Please print each record that follows precisely as it appears.

[Data records]

######

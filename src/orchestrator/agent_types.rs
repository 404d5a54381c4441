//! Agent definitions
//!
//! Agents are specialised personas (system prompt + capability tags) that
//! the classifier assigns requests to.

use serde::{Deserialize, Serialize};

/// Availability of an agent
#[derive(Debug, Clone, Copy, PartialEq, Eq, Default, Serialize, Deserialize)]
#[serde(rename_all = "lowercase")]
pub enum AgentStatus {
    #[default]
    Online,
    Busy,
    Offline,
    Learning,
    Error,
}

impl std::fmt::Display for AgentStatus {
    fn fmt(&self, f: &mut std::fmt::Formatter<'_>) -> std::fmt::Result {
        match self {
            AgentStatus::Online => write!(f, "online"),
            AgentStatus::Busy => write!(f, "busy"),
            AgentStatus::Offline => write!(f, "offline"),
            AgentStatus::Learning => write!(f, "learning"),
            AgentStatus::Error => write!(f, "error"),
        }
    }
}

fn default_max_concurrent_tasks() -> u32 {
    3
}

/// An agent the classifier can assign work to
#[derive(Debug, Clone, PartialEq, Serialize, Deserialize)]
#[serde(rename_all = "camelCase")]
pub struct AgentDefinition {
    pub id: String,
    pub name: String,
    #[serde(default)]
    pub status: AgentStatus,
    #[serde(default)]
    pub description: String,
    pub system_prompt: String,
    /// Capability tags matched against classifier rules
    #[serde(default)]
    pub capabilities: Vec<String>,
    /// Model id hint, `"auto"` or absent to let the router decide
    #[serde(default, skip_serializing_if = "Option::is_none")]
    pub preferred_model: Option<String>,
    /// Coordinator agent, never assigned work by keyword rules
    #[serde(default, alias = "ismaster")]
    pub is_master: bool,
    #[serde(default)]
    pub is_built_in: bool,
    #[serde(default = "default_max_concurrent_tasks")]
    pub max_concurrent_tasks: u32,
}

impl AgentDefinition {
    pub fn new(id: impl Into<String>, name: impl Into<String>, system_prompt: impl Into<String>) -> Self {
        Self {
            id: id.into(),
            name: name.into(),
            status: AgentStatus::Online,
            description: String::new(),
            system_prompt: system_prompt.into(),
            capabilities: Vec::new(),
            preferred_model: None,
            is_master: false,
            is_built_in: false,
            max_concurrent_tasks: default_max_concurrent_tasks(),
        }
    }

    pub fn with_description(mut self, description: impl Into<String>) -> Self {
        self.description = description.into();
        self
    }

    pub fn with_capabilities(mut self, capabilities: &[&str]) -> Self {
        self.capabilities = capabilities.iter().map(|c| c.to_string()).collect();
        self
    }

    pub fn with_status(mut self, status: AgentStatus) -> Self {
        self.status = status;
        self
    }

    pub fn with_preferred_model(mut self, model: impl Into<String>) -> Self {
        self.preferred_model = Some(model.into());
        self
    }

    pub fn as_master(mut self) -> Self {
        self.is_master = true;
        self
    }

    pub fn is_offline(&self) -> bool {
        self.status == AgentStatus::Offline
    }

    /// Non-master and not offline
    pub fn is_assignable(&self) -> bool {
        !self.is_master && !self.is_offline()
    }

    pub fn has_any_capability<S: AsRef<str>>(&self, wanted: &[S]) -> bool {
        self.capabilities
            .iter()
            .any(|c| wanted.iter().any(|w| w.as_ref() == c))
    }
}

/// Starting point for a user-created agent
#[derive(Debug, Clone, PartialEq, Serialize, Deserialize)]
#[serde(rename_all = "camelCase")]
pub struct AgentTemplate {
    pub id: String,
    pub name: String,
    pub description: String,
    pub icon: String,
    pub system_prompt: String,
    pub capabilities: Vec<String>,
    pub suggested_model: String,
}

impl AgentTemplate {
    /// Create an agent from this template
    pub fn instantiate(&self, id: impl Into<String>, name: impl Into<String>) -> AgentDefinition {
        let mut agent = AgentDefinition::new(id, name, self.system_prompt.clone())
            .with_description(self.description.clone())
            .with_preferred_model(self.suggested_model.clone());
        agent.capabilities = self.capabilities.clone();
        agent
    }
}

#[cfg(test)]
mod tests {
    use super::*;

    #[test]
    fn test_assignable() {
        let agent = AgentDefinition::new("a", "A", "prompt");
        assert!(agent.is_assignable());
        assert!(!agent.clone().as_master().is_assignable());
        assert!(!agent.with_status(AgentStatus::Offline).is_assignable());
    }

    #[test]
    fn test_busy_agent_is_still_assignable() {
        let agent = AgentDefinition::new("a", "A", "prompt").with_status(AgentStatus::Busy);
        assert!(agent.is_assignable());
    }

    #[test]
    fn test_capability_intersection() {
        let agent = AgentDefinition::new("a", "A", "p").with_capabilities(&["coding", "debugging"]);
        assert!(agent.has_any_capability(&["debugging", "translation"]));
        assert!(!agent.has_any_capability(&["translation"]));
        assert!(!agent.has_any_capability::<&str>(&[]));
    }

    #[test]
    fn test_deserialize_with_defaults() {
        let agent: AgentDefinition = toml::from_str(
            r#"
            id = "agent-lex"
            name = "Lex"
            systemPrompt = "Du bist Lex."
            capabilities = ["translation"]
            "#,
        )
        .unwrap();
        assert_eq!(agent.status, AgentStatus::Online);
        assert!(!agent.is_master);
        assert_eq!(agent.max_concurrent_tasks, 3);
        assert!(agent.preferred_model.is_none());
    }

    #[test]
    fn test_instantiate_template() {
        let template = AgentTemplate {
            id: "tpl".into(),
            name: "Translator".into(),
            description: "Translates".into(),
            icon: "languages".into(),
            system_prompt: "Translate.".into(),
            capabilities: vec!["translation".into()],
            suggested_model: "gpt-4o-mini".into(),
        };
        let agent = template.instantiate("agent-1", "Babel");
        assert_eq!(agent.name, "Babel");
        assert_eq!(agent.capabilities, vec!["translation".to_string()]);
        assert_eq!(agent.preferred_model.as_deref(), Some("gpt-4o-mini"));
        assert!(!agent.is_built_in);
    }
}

######

Solution:
filename src/orchestrator/agent_types.rs
repository 404d5a54381c4441
//! Agent definitions
//!
//! Agents are specialised personas (system prompt + capability tags) that
//! the classifier assigns requests to.

use serde::{Deserialize, Serialize};

/// Availability of an agent
#[derive(Debug, Clone, Copy, PartialEq, Eq, Default, Serialize, Deserialize)]
#[serde(rename_all = "lowercase")]
pub enum AgentStatus {
    #[default]
    Online,
    Busy,
    Offline,
    Learning,
    Error,
}

impl std::fmt::Display for AgentStatus {
    fn fmt(&self, f: &mut std::fmt::Formatter<'_>) -> std::fmt::Result {
        match self {
            AgentStatus::Online => write!(f, "online"),
            AgentStatus::Busy => write!(f, "busy"),
            AgentStatus::Offline => write!(f, "offline"),
            AgentStatus::Learning => write!(f, "learning"),
            AgentStatus::Error => write!(f, "error"),
        }
    }
}

fn default_max_concurrent_tasks() -> u32 {
    3
}

/// An agent the classifier can assign work to
#[derive(Debug, Clone, PartialEq, Serialize, Deserialize)]
#[serde(rename_all = "camelCase")]
pub struct AgentDefinition {
    pub id: String,
    pub name: String,
    #[serde(default)]
    pub status: AgentStatus,
    #[serde(default)]
    pub description: String,
    pub system_prompt: String,
    /// Capability tags matched against classifier rules
    #[serde(default)]
    pub capabilities: Vec<String>,
    /// Model id hint, `"auto"` or absent to let the router decide
    #[serde(default, skip_serializing_if = "Option::is_none")]
    pub preferred_model: Option<String>,
    /// Coordinator agent, never assigned work by keyword rules
    #[serde(default, alias = "ismaster")]
    pub is_master: bool,
    #[serde(default)]
    pub is_built_in: bool,
    #[serde(default = "default_max_concurrent_tasks")]
    pub max_concurrent_tasks: u32,
}

impl AgentDefinition {
    pub fn new(id: impl Into<String>, name: impl Into<String>, system_prompt: impl Into<String>) -> Self {
        Self {
            id: id.into(),
            name: name.into(),
            status: AgentStatus::Online,
            description: String::new(),
            system_prompt: system_prompt.into(),
            capabilities: Vec::new(),
            preferred_model: None,
            is_master: false,
            is_built_in: false,
            max_concurrent_tasks: default_max_concurrent_tasks(),
        }
    }

    pub fn with_description(mut self, description: impl Into<String>) -> Self {
        self.description = description.into();
        self
    }

    pub fn with_capabilities(mut self, capabilities: &[&str]) -> Self {
        self.capabilities = capabilities.iter().map(|c| c.to_string()).collect();
        self
    }

    pub fn with_status(mut self, status: AgentStatus) -> Self {
        self.status = status;
        self
    }

    pub fn with_preferred_model(mut self, model: impl Into<String>) -> Self {
        self.preferred_model = Some(model.into());
        self
    }

    pub fn as_master(mut self) -> Self {
        self.is_master = true;
        self
    }

    pub fn is_offline(&self) -> bool {
        self.status == AgentStatus::Offline
    }

    /// Non-master and not offline
    pub fn is_assignable(&self) -> bool {
        !self.is_master && !self.is_offline()
    }

    pub fn has_any_capability<S: AsRef<str>>(&self, wanted: &[S]) -> bool {
        self.capabilities
            .iter()
            .any(|c| wanted.iter().any(|w| w.as_ref() == c))
    }
}

/// Starting point for a user-created agent
#[derive(Debug, Clone, PartialEq, Serialize, Deserialize)]
#[serde(rename_all = "camelCase")]
pub struct AgentTemplate {
    pub id: String,
    pub name: String,
    pub description: String,
    pub icon: String,
    pub system_prompt: String,
    pub capabilities: Vec<String>,
    pub suggested_model: String,
}

impl AgentTemplate {
    /// Create an agent from this template
    pub fn instantiate(&self, id: impl Into<String>, name: impl Into<String>) -> AgentDefinition {
        let mut agent = AgentDefinition::new(id, name, self.system_prompt.clone())
            .with_description(self.description.clone())
            .with_preferred_model(self.suggested_model.clone());
        agent.capabilities = self.capabilities.clone();
        agent
    }
}

#[cfg(test)]
mod tests {
    use super::*;

    #[test]
    fn test_assignable() {
        let agent = AgentDefinition::new("a", "A", "prompt");
        assert!(agent.is_assignable());
        assert!(!agent.clone().as_master().is_assignable());
        assert!(!agent.with_status(AgentStatus::Offline).is_assignable());
    }

    #[test]
    fn test_busy_agent_is_still_assignable() {
        let agent = AgentDefinition::new("a", "A", "prompt").with_status(AgentStatus::Busy);
        assert!(agent.is_assignable());
    }

    #[test]
    fn test_capability_intersection() {
        let agent = AgentDefinition::new("a", "A", "p").with_capabilities(&["coding", "debugging"]);
        assert!(agent.has_any_capability(&["debugging", "translation"]));
        assert!(!agent.has_any_capability(&["translation"]));
        assert!(!agent.has_any_capability::<&str>(&[]));
    }

    #[test]
    fn test_deserialize_with_defaults() {
        let agent: AgentDefinition = toml::from_str(
            r#"
            id = "agent-lex"
            name = "Lex"
            systemPrompt = "Du bist Lex."
            capabilities = ["translation"]
            "#,
        )
        .unwrap();
        assert_eq!(agent.status, AgentStatus::Online);
        assert!(!agent.is_master);
        assert_eq!(agent.max_concurrent_tasks, 3);
        assert!(agent.preferred_model.is_none());
    }

    #[test]
    fn test_instantiate_template() {
        let template = AgentTemplate {
            id: "tpl".into(),
            name: "Translator".into(),
            description: "Translates".into(),
            icon: "languages".into(),
            system_prompt: "Translate.".into(),
            capabilities: vec!["translation".into()],
            suggested_model: "gpt-4o-mini".into(),
        };
        let agent = template.instantiate("agent-1", "Babel");
        assert_eq!(agent.name, "Babel");
        assert_eq!(agent.capabilities, vec!["translation".to_string()]);
        assert_eq!(agent.preferred_model.as_deref(), Some("gpt-4o-mini"));
        assert!(!agent.is_built_in);
    }
}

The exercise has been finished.